The presentation was in three parts as follows:

  • A short history of mining in Maryland

  • Review of a geological map of Maryland

  • A slide show of relevant Maryland Minerals

MINING HISTORY


Despite reports that Captain John Smith recognized the presence of bog iron ore in sedimentary deposits near the Chesapeake Bay, mining did not begin in Maryland until 1740 with patents for iron and copper. Thereafter, Maryland mined iron in substantial quantity, some that was used in the manufacture of munitions during the American Revolution. Pre-revolutionary dumps are still accessible at Mineral Hill in Carroll County. Maryland was also a significant producer of iron for the War of 1812

By the 1840's, Maryland had become one of the world's leading producers of chromium. The ore was mined at Bare Hills and Soldiers Delight in Baltimore County, near Cooptown in Harford County, and near the Pennsylvania State Line in Cecil County. Soon after the Civil War, Maryland was also a source, though never on a major scale, for a variety of other metals including gold, lead, manganese, and zinc. An accompanying slide, possibly the only known photograph of a facility in Maryland where metals were mined, pictured a manganese operation along the Potomac River about five miles upstream from Harpers Ferry. Maryland also produced such nonmetallic materials as mica beryl, feldspar, clay, talc, and coal.

MAP OF PERTINENT GEOLOGY

A map with colors explaining the geology inherent to the state's rock forming minerals was the focus of the presentation's second segment. It emphasized Maryland's central portion, which is more favorable to the pursuit of mineralogy than the coastal plain to the east or Garrett County at the western end of the state. Parker noted the following:

  • Formations of diabase still being quarried along the Susquehanna River near Havre de Grace.
  • Serpentine deposits that appear and reappear in a northeast to southwesterly path from the State Line in Cecil County in the northeast to Montgomery County in the southwest with reappearances in Harford, Baltimore, and Montgomery Counties.
  • Miocene sediment deposits along the Patuxent and also the Potomac Rivers that have yielded an abundance of high quality gypsum crystals.
  • The Baltimore gneiss, a metasediment that occurs sporadically in more spots than could be shown on the map. The Baltimore gneiss hosts many pegmatite intrusions that Parker described as "really quite fascinating in Maryland."
  • The Wakefield Marble accounts for both the active Medford and Portland Quarries in Carroll County as well as the long closed Liberty Mine in Frederick County, once Maryland's biggest producer of copper.
  • Parker noted the existence of Paleozoic sediments between the Wakefield Marble and the Precambrian metavolcanic Catoctin and Braddock mountain ranges. He described the latter as the source of excellent quartz veins near where these mountains approach the Potomac River.
  • Immediately west of the mountains is a region of limestone, shale, and sandstone extending into Pennsylvania and Virginia. It is the source of similar minerals in all three states.

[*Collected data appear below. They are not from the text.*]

//! Text map of the whole maze.

use warp_adventure_core::{Direction, MazeGraph, RoomCoord};

/// Draws every room as a two-character cell with walls between closed rooms.
///
/// `@` marks the player's room and `*` the objective room.
pub(crate) fn render_maze(maze: &MazeGraph, player: RoomCoord, objective: RoomCoord) -> String {
    let mut out = String::new();

    for y in 0..maze.rows() {
        for x in 0..maze.columns() {
            let room = RoomCoord::new(x, y);
            out.push('+');
            out.push_str(if maze.connections(room).contains(Direction::North) {
                "  "
            } else {
                "--"
            });
        }
        out.push_str("+\n");

        for x in 0..maze.columns() {
            let room = RoomCoord::new(x, y);
            out.push(if maze.connections(room).contains(Direction::West) {
                ' '
            } else {
                '|'
            });
            out.push_str(if room == player {
                "@ "
            } else if room == objective {
                "* "
            } else {
                "  "
            });
        }
        out.push_str("|\n");
    }

    for _ in 0..maze.columns() {
        out.push_str("+--");
    }
    out.push_str("+\n");
    out
}
//! Projectile bookkeeping: spawning, advancing and retiring shots.

use glam::Vec2;
use warp_adventure_core::{
    Connections, Heading, ProjectileId, ProjectileSnapshot, RetireReason, RoomCoord, RoomGeometry,
    MAX_LIVE_PROJECTILES, PROJECTILE_SPEED,
};

use crate::{collision, SaturatedProjectiles};

#[derive(Clone, Debug, PartialEq)]
pub(crate) struct Projectile {
    pub(crate) id: ProjectileId,
    pub(crate) position: Vec2,
    pub(crate) velocity: Vec2,
    pub(crate) room: RoomCoord,
}

impl Projectile {
    pub(crate) fn snapshot(&self) -> ProjectileSnapshot {
        ProjectileSnapshot {
            id: self.id,
            position: self.position,
            velocity: self.velocity,
            room: self.room,
        }
    }
}

/// Live projectiles and identifier allocation.
#[derive(Debug)]
pub(crate) struct ProjectileSystem {
    live: Vec<Projectile>,
    next_id: ProjectileId,
}

impl ProjectileSystem {
    pub(crate) fn new() -> Self {
        Self {
            live: Vec::with_capacity(MAX_LIVE_PROJECTILES),
            next_id: ProjectileId::new(0),
        }
    }

    /// Spawns a projectile at `origin` travelling along `heading`.
    pub(crate) fn fire(
        &mut self,
        room: RoomCoord,
        origin: Vec2,
        heading: Heading,
    ) -> Result<ProjectileId, SaturatedProjectiles> {
        if self.live.len() >= MAX_LIVE_PROJECTILES {
            return Err(SaturatedProjectiles {
                live: self.live.len(),
            });
        }

        let id = self.next_id;
        self.next_id = ProjectileId::new(id.get().wrapping_add(1));
        self.live.push(Projectile {
            id,
            position: origin,
            velocity: heading.to_vec2() * PROJECTILE_SPEED,
            room,
        });
        Ok(id)
    }

    /// Moves every projectile by its velocity and retires those that left play.
    ///
    /// Checks run in order: the player left the projectile's room, the new
    /// position fails the wall test, the new position left `[0, S]`.
    pub(crate) fn advance(
        &mut self,
        player_room: RoomCoord,
        geometry: &RoomGeometry,
        connections: Connections,
        half_extent: f32,
        retired: &mut Vec<(ProjectileId, RetireReason)>,
    ) {
        let side = geometry.side_length();
        self.live.retain_mut(|projectile| {
            projectile.position += projectile.velocity;

            let reason = if projectile.room != player_room {
                Some(RetireReason::RoomMismatch)
            } else if !collision::can_move_to(
                geometry,
                connections,
                projectile.position,
                half_extent,
            ) {
                Some(RetireReason::WallImpact)
            } else if projectile.position.x < 0.0
                || projectile.position.x > side
                || projectile.position.y < 0.0
                || projectile.position.y > side
            {
                Some(RetireReason::OutOfBounds)
            } else {
                None
            };

            match reason {
                Some(reason) => {
                    retired.push((projectile.id, reason));
                    false
                }
                None => true,
            }
        });
    }

    /// Removes the projectile with the provided identifier.
    pub(crate) fn retire(&mut self, id: ProjectileId) -> Option<Projectile> {
        let index = self.live.iter().position(|projectile| projectile.id == id)?;
        Some(self.live.remove(index))
    }

    pub(crate) fn iter(&self) -> impl Iterator<Item = &Projectile> {
        self.live.iter()
    }

    pub(crate) fn len(&self) -> usize {
        self.live.len()
    }
}

#[cfg(test)]
mod tests {
    use super::*;

    #[test]
    fn fire_caps_live_projectiles() {
        let mut system = ProjectileSystem::new();
        let origin = Vec2::new(300.0, 300.0);
        assert!(system.fire(RoomCoord::START, origin, Heading::EAST).is_ok());
        assert!(system.fire(RoomCoord::START, origin, Heading::EAST).is_ok());
        assert_eq!(
            system.fire(RoomCoord::START, origin, Heading::EAST),
            Err(SaturatedProjectiles { live: 2 })
        );
        assert_eq!(system.len(), 2);
    }

    #[test]
    fn identifiers_are_unique() {
        let mut system = ProjectileSystem::new();
        let first = system
            .fire(RoomCoord::START, Vec2::ZERO, Heading::EAST)
            .expect("first");
        let _ = system.retire(first);
        let second = system
            .fire(RoomCoord::START, Vec2::ZERO, Heading::EAST)
            .expect("second");
        assert_ne!(first, second);
    }

    #[test]
    fn advance_moves_by_velocity() {
        let geometry = RoomGeometry::from_side_length(600);
        let mut system = ProjectileSystem::new();
        let _ = system
            .fire(RoomCoord::START, Vec2::new(300.0, 300.0), Heading::SOUTH_WEST)
            .expect("fire");
        let mut retired = Vec::new();
        system.advance(RoomCoord::START, &geometry, Connections::NONE, 6.0, &mut retired);

        assert!(retired.is_empty());
        let projectile = system.iter().next().expect("live projectile");
        assert_eq!(projectile.position, Vec2::new(295.0, 305.0));
    }

    #[test]
    fn room_mismatch_retires_first() {
        let geometry = RoomGeometry::from_side_length(600);
        let mut system = ProjectileSystem::new();
        let id = system
            .fire(RoomCoord::START, Vec2::new(300.0, 300.0), Heading::EAST)
            .expect("fire");
        let mut retired = Vec::new();
        system.advance(
            RoomCoord::new(1, 0),
            &geometry,
            Connections::NONE,
            6.0,
            &mut retired,
        );

        assert_eq!(retired, vec![(id, RetireReason::RoomMismatch)]);
        assert_eq!(system.len(), 0);
    }

    #[test]
    fn solid_wall_retires_projectile() {
        let geometry = RoomGeometry::from_side_length(600);
        let mut system = ProjectileSystem::new();
        let id = system
            .fire(RoomCoord::START, Vec2::new(567.0, 300.0), Heading::EAST)
            .expect("fire");
        let mut retired = Vec::new();
        system.advance(RoomCoord::START, &geometry, Connections::NONE, 6.0, &mut retired);

        assert_eq!(retired, vec![(id, RetireReason::WallImpact)]);
    }
}
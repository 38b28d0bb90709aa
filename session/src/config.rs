//! Session configuration loaded from TOML.

use std::{
    fs, io,
    path::{Path, PathBuf},
    time::Duration,
};

use serde::{Deserialize, Serialize};
use warp_adventure_core::{ArchetypeTable, RoomCoord, GRID_COLUMNS, GRID_ROWS};
use warp_adventure_world::WorldConfig;

/// Tunables for a single play session.
#[derive(Clone, Debug, PartialEq, Serialize, Deserialize)]
#[serde(default, deny_unknown_fields)]
pub struct SessionConfig {
    /// Side length of every room in pixels; values below 160 are raised to 160.
    pub room_side_length: u32,
    /// Number of room columns.
    pub grid_columns: u32,
    /// Number of room rows.
    pub grid_rows: u32,
    /// Probability that a passage opens between two adjacent rooms.
    pub connection_chance: f64,
    /// Probability that a room receives a collectible on its first visit.
    pub collectible_chance: f64,
    /// Rooms the objective may be placed in.
    pub objective_candidates: Vec<RoomCoord>,
    /// Weights of the room-to-archetype hash.
    pub archetype_weights: ArchetypeTable,
    /// Delay between the outcome latch and the narrative notification.
    pub outcome_delay_ms: u64,
    /// Seed for every random decision; drawn from entropy when absent.
    pub seed: Option<u64>,
}

impl Default for SessionConfig {
    fn default() -> Self {
        let world = WorldConfig::default();
        Self {
            room_side_length: world.side_length,
            grid_columns: GRID_COLUMNS,
            grid_rows: GRID_ROWS,
            connection_chance: 0.7,
            collectible_chance: world.collectible_chance,
            objective_candidates: world.objective_candidates,
            archetype_weights: world.archetypes,
            outcome_delay_ms: 2_000,
            seed: None,
        }
    }
}

/// Reasons a session configuration is rejected.
#[derive(Debug, thiserror::Error)]
pub enum ConfigError {
    /// The configuration file could not be read.
    #[error("failed to read session config at {}", .path.display())]
    Read {
        /// Location of the file.
        path: PathBuf,
        /// Underlying I/O failure.
        #[source]
        source: io::Error,
    },
    /// The configuration file is not valid TOML or has unexpected fields.
    #[error("failed to parse session config toml contents")]
    Parse(#[from] toml::de::Error),
    /// A probability lies outside `[0, 1]`.
    #[error("{name} must lie within [0, 1], got {value}")]
    Probability {
        /// Name of the offending field.
        name: &'static str,
        /// Rejected value.
        value: f64,
    },
    /// The grid has no rooms.
    #[error("grid dimensions must be non-zero, got {columns}x{rows}")]
    EmptyGrid {
        /// Requested columns.
        columns: u32,
        /// Requested rows.
        rows: u32,
    },
    /// The grid holds a single room, leaving the start room without exits.
    #[error("grid must hold at least two rooms, got {columns}x{rows}")]
    SingleRoomGrid {
        /// Requested columns.
        columns: u32,
        /// Requested rows.
        rows: u32,
    },
    /// The grid exceeds the supported room count.
    #[error("grid {columns}x{rows} exceeds the {}x{} maximum", GRID_COLUMNS, GRID_ROWS)]
    OversizedGrid {
        /// Requested columns.
        columns: u32,
        /// Requested rows.
        rows: u32,
    },
    /// An objective candidate lies outside the grid.
    #[error(
        "objective candidate ({}, {}) lies outside the {columns}x{rows} grid",
        .room.x(),
        .room.y()
    )]
    ObjectiveOutsideGrid {
        /// Rejected candidate.
        room: RoomCoord,
        /// Grid columns.
        columns: u32,
        /// Grid rows.
        rows: u32,
    },
}

impl SessionConfig {
    /// Reads and validates the configuration stored at `path`.
    pub fn load(path: impl AsRef<Path>) -> Result<Self, ConfigError> {
        let path = path.as_ref();
        let contents = fs::read_to_string(path).map_err(|source| ConfigError::Read {
            path: path.to_path_buf(),
            source,
        })?;
        Self::from_toml_str(&contents)
    }

    /// Parses and validates a configuration from TOML text.
    pub fn from_toml_str(contents: &str) -> Result<Self, ConfigError> {
        let config: Self = toml::from_str(contents)?;
        config.validate()?;
        Ok(config)
    }

    /// Checks every field against its permitted range.
    pub fn validate(&self) -> Result<(), ConfigError> {
        for (name, value) in [
            ("connection_chance", self.connection_chance),
            ("collectible_chance", self.collectible_chance),
        ] {
            if !(0.0..=1.0).contains(&value) {
                return Err(ConfigError::Probability { name, value });
            }
        }

        let (columns, rows) = (self.grid_columns, self.grid_rows);
        if columns == 0 || rows == 0 {
            return Err(ConfigError::EmptyGrid { columns, rows });
        }
        if columns == 1 && rows == 1 {
            return Err(ConfigError::SingleRoomGrid { columns, rows });
        }
        if columns > GRID_COLUMNS || rows > GRID_ROWS {
            return Err(ConfigError::OversizedGrid { columns, rows });
        }

        if let Some(room) = self
            .objective_candidates
            .iter()
            .copied()
            .find(|room| room.x() >= columns || room.y() >= rows)
        {
            return Err(ConfigError::ObjectiveOutsideGrid {
                room,
                columns,
                rows,
            });
        }
        Ok(())
    }

    /// Delay between the outcome latch and the narrative notification.
    #[must_use]
    pub fn outcome_delay(&self) -> Duration {
        Duration::from_millis(self.outcome_delay_ms)
    }

    pub(crate) fn world_config(&self, seed: u64) -> WorldConfig {
        WorldConfig {
            side_length: self.room_side_length,
            collectible_chance: self.collectible_chance,
            archetypes: self.archetype_weights,
            objective_candidates: self.objective_candidates.clone(),
            seed,
        }
    }
}
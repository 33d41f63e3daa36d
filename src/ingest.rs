//! Fetch-and-ingest routine shared by every connector trigger mode.
//!
//! Each raw message is parsed, its destination resolved, and the resulting
//! record inserted with dedup on `message_id`. A single message's parse or
//! insert failure is logged and skipped, never aborts the remaining batch.

use std::sync::Arc;

use chrono::Utc;
use mail_parser::{Message, MessageParser};
use tracing::{debug, warn};
use uuid::Uuid;

use crate::resolver::AddressResolver;
use crate::store::{Database, NewEmail};

/// Counters for one ingested batch.
#[derive(Debug, Default, Clone, Copy)]
pub struct IngestStats {
    /// New rows created.
    pub inserted: usize,
    /// Messages already stored (expected under at-least-once delivery).
    pub duplicates: usize,
    /// Messages dropped by a per-message parse or storage fault.
    pub skipped: usize,
}

/// Turns raw messages into stored email records.
pub struct Ingestor {
    db: Arc<dyn Database>,
    resolver: AddressResolver,
}

impl Ingestor {
    pub fn new(db: Arc<dyn Database>, resolver: AddressResolver) -> Self {
        Self { db, resolver }
    }

    /// Ingest a batch of raw messages in upstream order.
    pub async fn ingest_batch(&self, batch: &[Vec<u8>]) -> IngestStats {
        let parser = MessageParser::default();
        let mut stats = IngestStats::default();

        for raw in batch {
            let Some(message) = parser.parse(raw.as_slice()) else {
                warn!(bytes = raw.len(), "Unparseable message skipped");
                stats.skipped += 1;
                continue;
            };

            let email = self.build_record(&message);
            match self.db.insert_email(&email).await {
                Ok(outcome) if outcome.inserted => {
                    debug!(
                        message_id = %email.message_id,
                        to = %email.to_address,
                        "Message stored"
                    );
                    stats.inserted += 1;
                }
                Ok(_) => stats.duplicates += 1,
                Err(e) => {
                    warn!(message_id = %email.message_id, "Failed to store message: {e}");
                    stats.skipped += 1;
                }
            }
        }

        stats
    }

    /// Build the storable record from a parsed message.
    fn build_record(&self, message: &Message<'_>) -> NewEmail {
        let message_id = message
            .message_id()
            .map(String::from)
            .unwrap_or_else(|| format!("no-id-{}", Uuid::new_v4()));

        let received_at = message
            .date()
            .and_then(|d| chrono::DateTime::from_timestamp(d.to_timestamp(), 0))
            .unwrap_or_else(Utc::now);

        NewEmail {
            message_id,
            from_address: from_display(message),
            to_address: self.resolver.resolve(message),
            subject: Some(
                message
                    .subject()
                    .map(String::from)
                    .unwrap_or_else(|| "(No Subject)".to_string()),
            ),
            text_body: message.body_text(0).map(|t| t.to_string()),
            html_body: message.body_html(0).map(|h| h.to_string()),
            received_at,
        }
    }
}

/// Sender in display form ("Name <addr>"), matching what header-derived
/// free text looks like downstream in the filter engine.
fn from_display(message: &Message<'_>) -> String {
    let Some(first) = message.from().and_then(|a| a.first()) else {
        return "unknown".to_string();
    };
    match (&first.name, &first.address) {
        (Some(name), Some(addr)) => format!("{name} <{addr}>"),
        (None, Some(addr)) => addr.to_string(),
        (Some(name), None) => name.to_string(),
        (None, None) => "unknown".to_string(),
    }
}

// ── Tests ───────────────────────────────────────────────────────────
fn row_to_email(row: &libsql::Row) -> Result<EmailRecord, libsql::Error> {
    let received_str: String = row.get(7)?;
    Ok(EmailRecord {
        id: row.get(0)?,
        message_id: row.get(1)?,
        from_address: row.get(2)?,
        to_address: row.get::<String>(3).unwrap_or_default(),
        subject: row.get(4).ok(),
        text_body: row.get(5).ok(),
        html_body: row.get(6).ok(),
        received_at: parse_datetime(&received_str),
    })
}

fn row_to_service(row: &libsql::Row) -> Result<ServiceRecord, libsql::Error> {
    Ok(ServiceRecord {
        id: row.get(0)?,
        name: row.get(1)?,
        sender_filter: row.get::<String>(2).unwrap_or_default(),
        subject_filter: row.get::<String>(3).unwrap_or_default(),
    })
}

// ── Trait implementation ────────────────────────────────────────────

#[async_trait]
impl Database for LibSqlBackend {
    async fn run_migrations(&self) -> Result<(), DatabaseError> {
        migrations::run_migrations(self.conn()).await
    }

    // ── Emails ──────────────────────────────────────────────────────

    async fn insert_email(&self, email: &NewEmail) -> Result<InsertOutcome, DatabaseError> {
        let conn = self.conn();
        let result = conn
            .execute(
                "INSERT INTO emails (message_id, from_address, to_address, subject, text_body, html_body, received_at)
                 VALUES (?1, ?2, ?3, ?4, ?5, ?6, ?7)",
                params![
                    email.message_id.as_str(),
                    email.from_address.as_str(),
                    email.to_address.as_str(),
                    opt_text(email.subject.as_deref()),
                    opt_text(email.text_body.as_deref()),
                    opt_text(email.html_body.as_deref()),
                    email.received_at.to_rfc3339(),
                ],
            )
            .await;

        match result {
            Ok(_) => {
                let id = conn.last_insert_rowid();
                debug!(id, message_id = %email.message_id, "Email inserted");
                Ok(InsertOutcome {
                    inserted: true,
                    id: Some(id),
                })
            }
            Err(e) if is_unique_violation(&e) => {
                debug!(message_id = %email.message_id, "Duplicate message_id, insert skipped");
                Ok(InsertOutcome {
                    inserted: false,
                    id: None,
                })
            }
            Err(e) => Err(DatabaseError::Query(format!("insert_email: {e}"))),
        }
    }

    async fn emails_for_address(
        &self,
        local_part: &str,
        domains: &[String],
        excluded_sender: &str,
    ) -> Result<Vec<EmailRecord>, DatabaseError> {
        // Unaddressed mail (empty/NULL to_address) is visible to every
        // inbox so unresolved messages are never silently lost.
        let mut clauses = vec!["to_address = ''".to_string(), "to_address IS NULL".to_string()];
        let mut values: Vec<Value> = Vec::new();

        for domain in domains {
            values.push(Value::Text(format!("%{local_part}@{domain}%")));
            clauses.push(format!("to_address LIKE ?{}", values.len()));
        }

        let mut sql = format!(
            "SELECT {EMAIL_COLUMNS} FROM emails WHERE ({})",
            clauses.join(" OR ")
        );
        if !excluded_sender.is_empty() {
            values.push(Value::Text(format!("%{excluded_sender}%")));
            sql.push_str(&format!(" AND from_address NOT LIKE ?{}", values.len()));
        }
        sql.push_str(" ORDER BY received_at DESC");

        let mut rows = self
            .conn()
            .query(&sql, values)
            .await
            .map_err(|e| DatabaseError::Query(format!("emails_for_address: {e}")))?;

        let mut emails = Vec::new();
        while let Some(row) = rows
            .next()
            .await
            .map_err(|e| DatabaseError::Query(format!("emails_for_address row: {e}")))?
        {
            let email = row_to_email(&row)
                .map_err(|e| DatabaseError::Query(format!("emails_for_address map: {e}")))?;
            emails.push(email);
        }
        Ok(emails)
    }

    async fn delete_older_than(&self, age: chrono::Duration) -> Result<u64, DatabaseError> {
        let cutoff = Utc::now() - age;
        let count = self
            .conn()
            .execute(
                "DELETE FROM emails WHERE datetime(received_at) < datetime(?1)",
                params![cutoff.to_rfc3339()],
            )
            .await
            .map_err(|e| DatabaseError::Query(format!("delete_older_than: {e}")))?;
        Ok(count)
    }

    // ── Services ────────────────────────────────────────────────────

    async fn list_services(&self) -> Result<Vec<ServiceRecord>, DatabaseError> {
        let mut rows = self
            .conn()
            .query(
                "SELECT id, name, sender_filter, subject_filter FROM services ORDER BY id",
                (),
            )
            .await
            .map_err(|e| DatabaseError::Query(format!("list_services: {e}")))?;

        let mut services = Vec::new();
        while let Some(row) = rows
            .next()
            .await
            .map_err(|e| DatabaseError::Query(format!("list_services row: {e}")))?
        {
            let service = row_to_service(&row)
                .map_err(|e| DatabaseError::Query(format!("list_services map: {e}")))?;
            services.push(service);
        }
        Ok(services)
    }

    async fn get_service(&self, id: i64) -> Result<Option<ServiceRecord>, DatabaseError> {
        let mut rows = self
            .conn()
            .query(
                "SELECT id, name, sender_filter, subject_filter FROM services WHERE id = ?1",
                params![id],
            )
            .await
            .map_err(|e| DatabaseError::Query(format!("get_service: {e}")))?;

        match rows
            .next()
            .await
            .map_err(|e| DatabaseError::Query(format!("get_service row: {e}")))?
        {
            Some(row) => Ok(Some(row_to_service(&row).map_err(|e| {
                DatabaseError::Query(format!("get_service map: {e}"))
            })?)),
            None => Ok(None),
        }
    }

    async fn get_service_by_name(
        &self,
        name: &str,
    ) -> Result<Option<ServiceRecord>, DatabaseError> {
        let mut rows = self
            .conn()
            .query(
                "SELECT id, name, sender_filter, subject_filter FROM services WHERE name = ?1",
                params![name],
            )
            .await
            .map_err(|e| DatabaseError::Query(format!("get_service_by_name: {e}")))?;

        match rows
            .next()
            .await
            .map_err(|e| DatabaseError::Query(format!("get_service_by_name row: {e}")))?
        {
            Some(row) => Ok(Some(row_to_service(&row).map_err(|e| {
                DatabaseError::Query(format!("get_service_by_name map: {e}"))
            })?)),
            None => Ok(None),
        }
    }

    async fn create_service(
        &self,
        name: &str,
        sender_filter: &str,
        subject_filter: &str,
    ) -> Result<i64, DatabaseError> {
        let conn = self.conn();
        conn.execute(
            "INSERT INTO services (name, sender_filter, subject_filter) VALUES (?1, ?2, ?3)",
            params![name, sender_filter, subject_filter],
        )
        .await
        .map_err(|e| DatabaseError::Query(format!("create_service: {e}")))?;

        let id = conn.last_insert_rowid();
        info!(id, name, "Service created");
        Ok(id)
    }

    async fn update_service(
        &self,
        id: i64,
        sender_filter: &str,
        subject_filter: &str,
    ) -> Result<(), DatabaseError> {
        let changed = self
            .conn()
            .execute(
                "UPDATE services SET sender_filter = ?1, subject_filter = ?2 WHERE id = ?3",
                params![sender_filter, subject_filter, id],
            )
            .await
            .map_err(|e| DatabaseError::Query(format!("update_service: {e}")))?;

        if changed == 0 {
            return Err(DatabaseError::NotFound {
                entity: "service".into(),
                id: id.to_string(),
            });
        }
        debug!(id, "Service filters updated");
        Ok(())
    }
}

SELECTED MINERAL OCCURRENCES IN MARYLAND

This was the most extensive segment of the presentation. The minerals were shown pursuant to their localities in conjunction with the geological map. Most can be seen on the Picasa slide show at the Maryland Minerals web site. Some, of these minerals also appear in posts on this site from July 18, 2009, May 2, 2009, and April 25, 2009 . Here are some of the highlights noted:

  • Approximately 250 different mineral species have been collected in Maryland.
  • Maryland is the type locality for one mineral, carrollite, which was discovered at the Patapsco Mine in Carroll County, for which it is named.
  • Significant quantities of tourmaline (variety schorl) showing several different habits including terminated crystals up to six inches in chlorite schist have been collected at the Maryland Materials Quarry in the diabase formation along the Susquehanna River.
  • As noted in the geological segment, the Miocene sediment deposits at Chancellors Point in St. Mary's County and Fort Washington in Prince Georges County have produced gypsum crystals of magnificent quality.
  • Garnets up to two inches in chlorite schist are abundant in a wooded area of Baltimore County about 22 miles north of Baltimore City.
  • What Parker belives could be Maryland's most prolific beryl locality is on the banks of a river near the Baltimore/Howard County line at a locality that he and Nagy refer to as the "Waterside Prospect." It is currently covered with water.
  • A particularly interesting slide showed monazite, which is rare in Maryland, from one of several long closed mica mines in Montgomery County.
  • Another slide displayed quartz crystals from a "lost" locality in Clarksville, Howard County, which Parker rediscovered when combing the digs for a housing development that ultimately obliterated the locality.
  • One of the most spectacular slides was of an historic botroydal malachite specimen from Carroll County's Patapsco Mine.
  • Two slides of Maryland gold in quartz, one from Montgomery County, another from Carroll County, attracted major interest.
  • Parker cited the Medford Quarry in Carroll County as Maryland's most prolific locality. He emphasized its abundance of diverse calcite pockets and also noted it as the source of some rare minerals. As an example, a slide of micro lanthanite crystals from a one-time find was shown.
  • The Portland Quarry at Union Bridge in Carroll County, just a few miles from the Medford Quarry, received the distinction of being Maryland's most unpredicable locality Among the slides with which Parker demonstrated this point was one of a transparent yellow wulfenite specimen from a find in the 1970's.
  • Predictably and appropriately, he reserved for the Hunting Hill Quarry in Montgomery County the honor of being Maryland's most mineralogically important locality. Citing the gemmy grossular associated with its serpentine and rodintine, he compared Hunting Hill's geology to Vermont's Eden Mills locality. He then showed slides of some of the seventy one different species that have been collected at Hunting Hill. A slide of xonotlite crystals was particularly noteworthy.
  • An expecially spectacular slide showed quartz crystals that were collected in the soil near Burkittsville in Frederick County prior to the Civil War.
  • Further west in Paleozoic limestone near Hagerstown in Washington County, Parker noted that one of several quarries that are quite similar to one another has produced attractive strontianite as well as native sulphur and celestine.
  • Further west in Washington County, Parker recognized the Pinesburg Quarry for its blue barite crystals and showed a slide of an exceptional specimen from his personal collection.
  • The final and westernmost locality he named was Savage Mountain near Frostburg. Once mined for its fire clay, it was one of Maryland's most popular collecting localities in the 1930's and 1940's. Savage Mountain is best known for geode like nodules filled with crystals of siderite and barite. A highlight was a slide photographed by Yours Truly of such a nodule bearing spectacular needles of millerite up to an inch long.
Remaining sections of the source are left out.